I meant to say "jealousy" in my post. Damn, I read every post carefully before I submit it and I missed that... :nono2:

I also think some saner folks than you and I would think I'm nutz!!! And we're still in an economic hole and some folks just don't want to see what we've got.

Rich


----------



## Rich

Richierich said:


> I guess I should Delete my Setup Reference in my Signature. :lol:


Oh, you moved Pete's word into my sentence! No need for me to change anything. Little things like this make me happy.....:lol:

Rich


----------



## Richierich

Rich said:


> I meant to say "jealousy" in my post. Damn, I read every post carefully before I submit it and I missed that... :nono2:
> 
> I also think some saner folks than you and I would think I'm nutz!!! And we're still in an economic hole and some folks just don't want to see what we've got.
> Rich


Yes, I know what you mean as there are several members here that hate me because I speak about how many DVRs I have or my 2 TB Drives or my expensive APC S15 but that is the Way of the World.

The Have Nots Have Always Hated Those Who Have Regardless Of How The Got It!!!

I as well as you worked hard to get what we have so we deserve it and shouldn't be hated for it by those who are Jealous!!!


----------



## Rich

Richierich said:


> Yes, I know what you mean as there are several members here that hate me because I speak about how many DVRs I have or my 2 TB Drives or my expensive APC S15 but that is the Way of the World.
> 
> The Have Nots Have Always Hated Those Who Have Regardless Of How The Got It!!!
> 
> I as well as you worked hard to get what we have so we deserve it and shouldn't be hated for it by those who are Jealous!!!

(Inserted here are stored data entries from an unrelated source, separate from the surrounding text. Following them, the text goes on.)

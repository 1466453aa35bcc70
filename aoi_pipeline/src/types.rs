//! Type definitions for frames, detections and areas of interest

use crate::error::{Result, SessionError};
use aoigeom::{Bbox, Point, Polygon};
use image::RgbImage;
use serde::{Deserialize, Serialize};
use std::collections::BTreeSet;
use std::time::Instant;

/// Fiducial marker identifier as decoded by the marker detector
pub type MarkerId = u32;

/// A single video frame travelling through the pipeline
#[derive(Debug, Clone)]
pub struct Frame {
    /// Monotonically increasing id assigned by the frame source
    pub frame_id: u64,
    pub image: RgbImage,
    pub timestamp: Instant,
}

impl Frame {
    pub fn new(frame_id: u64, image: RgbImage) -> Self {
        Self {
            frame_id,
            image,
            timestamp: Instant::now(),
        }
    }

    pub fn width(&self) -> u32 {
        self.image.width()
    }

    pub fn height(&self) -> u32 {
        self.image.height()
    }
}

/// Immutable per-run detector configuration shared by every worker
#[derive(Debug, Clone, PartialEq, Serialize, Deserialize)]
pub struct CapabilityParams {
    /// Minimum confidence for a hand detection to be kept
    pub score_threshold: f32,
    /// Maximum number of hands reported per frame
    pub max_hands: usize,
    pub frame_width: u32,
    pub frame_height: u32,
}

impl Default for CapabilityParams {
    fn default() -> Self {
        Self {
            score_threshold: 0.2,
            max_hands: 2,
            frame_width: 888,
            frame_height: 500,
        }
    }
}

/// A detected hand in pixel coordinates
#[derive(Debug, Clone, PartialEq, Serialize, Deserialize)]
pub struct HandDetection {
    pub bbox: Bbox,
    pub center: Point,
    pub confidence: f32,
}

impl HandDetection {
    pub fn new(bbox: Bbox, confidence: f32) -> Self {
        Self {
            center: bbox.center(),
            bbox,
            confidence,
        }
    }

    /// Build from a normalized `[ymin, xmin, ymax, xmax]` box
    pub fn from_normalized(normalized: [f32; 4], confidence: f32, params: &CapabilityParams) -> Self {
        Self::new(
            Bbox::from_normalized(normalized, params.frame_width, params.frame_height),
            confidence,
        )
    }
}

/// A detected fiducial marker with its four image-space corners
#[derive(Debug, Clone, PartialEq, Serialize, Deserialize)]
pub struct Marker {
    pub id: MarkerId,
    pub corners: Vec<[i32; 2]>,
}

impl Marker {
    pub fn new(id: MarkerId, corners: Vec<[i32; 2]>) -> Self {
        Self { id, corners }
    }

    /// Axis-aligned square marker, handy for fixtures
    pub fn square(id: MarkerId, x: i32, y: i32, size: i32) -> Self {
        Self::new(
            id,
            vec![[x, y], [x + size, y], [x + size, y + size], [x, y + size]],
        )
    }

    pub fn polygon(&self) -> Polygon {
        Polygon::from_corners(&self.corners)
    }
}

/// One detector's findings for one frame
#[derive(Debug, Clone, PartialEq)]
pub enum DetectionBatch {
    Hands(Vec<HandDetection>),
    Markers(Vec<Marker>),
}

impl DetectionBatch {
    pub fn len(&self) -> usize {
        match self {
            DetectionBatch::Hands(hands) => hands.len(),
            DetectionBatch::Markers(markers) => markers.len(),
        }
    }

    pub fn is_empty(&self) -> bool {
        self.len() == 0
    }

    pub fn kind(&self) -> &'static str {
        match self {
            DetectionBatch::Hands(_) => "hands",
            DetectionBatch::Markers(_) => "markers",
        }
    }
}

/// A committed, named area of interest
#[derive(Debug, Clone, PartialEq, Serialize, Deserialize)]
pub struct Aoi {
    pub name: String,
    pub selected_marker_ids: BTreeSet<MarkerId>,
    pub boundary: Polygon,
}

/// An AOI under construction, owned by the define-AOI workflow
#[derive(Debug, Clone, Default, PartialEq)]
pub struct AoiDraft {
    pub name: String,
    pub selected_marker_ids: BTreeSet<MarkerId>,
}

impl AoiDraft {
    pub fn reset(&mut self) {
        self.name.clear();
        self.selected_marker_ids.clear();
    }

    pub fn has_name(&self) -> bool {
        !self.name.is_empty()
    }

    /// Finalize the draft with a drawn boundary
    pub fn commit(&self, boundary: Polygon) -> Result<Aoi> {
        if !self.has_name() {
            return Err(SessionError::IncompleteAoi("AOI has no name".to_string()));
        }
        if !boundary.is_closed_shape() {
            return Err(SessionError::IncompleteAoi(format!(
                "AOI '{}' needs at least 3 boundary points, got {}",
                self.name,
                boundary.len()
            )));
        }
        Ok(Aoi {
            name: self.name.clone(),
            selected_marker_ids: self.selected_marker_ids.clone(),
            boundary,
        })
    }
}

#[cfg(test)]
mod tests {
    use super::*;

    #[test]
    fn test_hand_center_from_normalized() {
        let params = CapabilityParams::default();
        let hand = HandDetection::from_normalized([0.0, 0.0, 0.5, 0.5], 0.9, &params);
        assert_eq!(hand.center, Point::new(222.0, 125.0));
        assert_eq!(hand.confidence, 0.9);
    }

    #[test]
    fn test_marker_polygon() {
        let marker = Marker::square(3, 10, 10, 20);
        let poly = marker.polygon();
        assert_eq!(poly.len(), 4);
        assert!(poly.contains(Point::new(15.0, 15.0)));
    }

    #[test]
    fn test_batch_len_and_kind() {
        let batch = DetectionBatch::Markers(vec![Marker::square(1, 0, 0, 5)]);
        assert_eq!(batch.len(), 1);
        assert_eq!(batch.kind(), "markers");
        assert!(DetectionBatch::Hands(Vec::new()).is_empty());
    }

    #[test]
    fn test_draft_commit_requires_name_and_shape() {
        let mut draft = AoiDraft::default();
        let square = Polygon::from_corners(&[[0, 0], [10, 0], [10, 10]]);
        assert!(draft.commit(square.clone()).is_err());

        draft.name = "desk".to_string();
        draft.selected_marker_ids.insert(3);
        assert!(draft
            .commit(Polygon::from_corners(&[[0, 0], [10, 0]]))
            .is_err());

        let aoi = draft.commit(square).unwrap();
        assert_eq!(aoi.name, "desk");
        assert_eq!(aoi.selected_marker_ids, BTreeSet::from([3]));

        draft.reset();
        assert!(!draft.has_name());
        assert!(draft.selected_marker_ids.is_empty());
    }
}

I dunno. I still feel like it's a house of cards that could collapse at any moment.

Rich


----------



## Sea bass

Western Digital 2 TB (WD20EADS) is recommended throughout this thread. Is this the best drive available? I want a long lasting HD. Thanks.


----------



## Davenlr

Sea bass said:


> Western Digital 2 TB (WD20EADS) is recommended throughout this thread. Is this the best drive available? I want a long lasting HD. Thanks.


Ive used those, and Seagate 2TB Barracudas. Never had any issues with either. I like the Barracudas because of the large cache and spindle speed with my 4 and 5 tuner DVRs. Just a little overhead (or some will say overkill). Warrantys are changing though. Its not a standard 5 years anymore, so check the warranty before you buy.


----------



## P Smith

I did mention Seagate here http://www.dbstalk.com/showpost.php?p=3168156&postcount=2481 for AV market like the DVRs.


----------



## Sixto

Sea bass;3173581 said:


> Western Digital 2 TB (WD20EADS) is recommended throughout this thread. Is this the best drive available? I want a long lasting HD. Thanks.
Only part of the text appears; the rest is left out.